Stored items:
--- START ---

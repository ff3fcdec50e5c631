//! # Vector Error Kinds
//!
//! This module defines the single typed error enum for the crate. Fallible
//! operations return `eyre::Result`; every failure path attaches a
//! [`VectorError`] value so callers can branch on the kind with
//! `Report::downcast_ref::<VectorError>()` instead of matching on message
//! text.
//!
//! ## Kinds
//!
//! | Kind | Raised by |
//! |------|-----------|
//! | `NullValue` | `get` on a slot whose validity bit is 0 |
//! | `IndexOutOfBounds` | non-safe `set` past the current capacity |
//! | `InvalidArgument` | nullable holder with `is_set < 0`, decimal precision/scale violations, split bounds past `value_count` |
//! | `OversizedAllocation` | buffer sizing past `MAX_ALLOCATION_BYTES` |
//! | `OutOfMemory` | allocator budget exhausted |
//! | `TypeMismatch` | transfer or copy between different concrete vector types |

use thiserror::Error;

/// Typed error kinds surfaced by vector and buffer operations.
#[derive(Error, Debug)]
pub enum VectorError {
    #[error("value at index {0} is null")]
    NullValue(usize),

    #[error("index {index} out of bounds for value capacity {capacity}")]
    IndexOutOfBounds { index: usize, capacity: usize },

    #[error("invalid argument: {0}")]
    InvalidArgument(String),

    #[error("requested allocation of {requested} bytes exceeds maximum of {max}")]
    OversizedAllocation { requested: usize, max: usize },

    #[error("allocator refused {requested} bytes ({used} of {limit} in use)")]
    OutOfMemory {
        requested: usize,
        used: usize,
        limit: usize,
    },

    #[error("vector type mismatch: cannot move {from} into {to}")]
    TypeMismatch { from: String, to: String },
}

--- END ---

WHAT TO PRODUCE> Go through the data above and copy each line in which "with" appears.

SOLUTION TO THIS TASK>
//! [`VectorError`] value so callers can branch on the kind with
//! | `InvalidArgument` | nullable holder with `is_set < 0`, decimal precision/scale violations, split bounds past `value_count` |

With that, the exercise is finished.